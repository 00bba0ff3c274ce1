//! # colorizer-lut
//!
//! Palette presets and color lookup tables for false-color video.
//!
//! # Types
//!
//! - [`Preset`] - named palette algorithm (`none`, `jet`)
//! - [`ColorTable`] - 256 RGB entries indexed by normalized intensity
//! - [`Palette`] - builder output: identity passthrough or a table
//!
//! # Usage
//!
//! ```rust
//! use colorizer_lut::{build_table, Preset};
//!
//! let preset: Preset = "jet".parse().unwrap();
//! let palette = build_table(preset);
//! let table = palette.table().unwrap();
//! assert_eq!(table.get(128), [130, 255, 126]);
//! ```
//!
//! # Used By
//!
//! - `colorizer-ops` - rebuilds the palette on every configuration change

#![warn(missing_docs)]
#![warn(rustdoc::missing_crate_level_docs)]

mod error;
mod preset;
mod table;

pub use error::{LutError, LutResult};
pub use preset::Preset;
pub use table::{build_table, jet, ColorTable, Palette, TABLE_SIZE};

==================================================

• **Your instructions**
Return the lines above, from the one containing "mod preset;" to the end, exactly as they stand.

• **Result of the task**
mod preset;
mod table;

pub use error::{LutError, LutResult};
pub use preset::Preset;
pub use table::{build_table, jet, ColorTable, Palette, TABLE_SIZE};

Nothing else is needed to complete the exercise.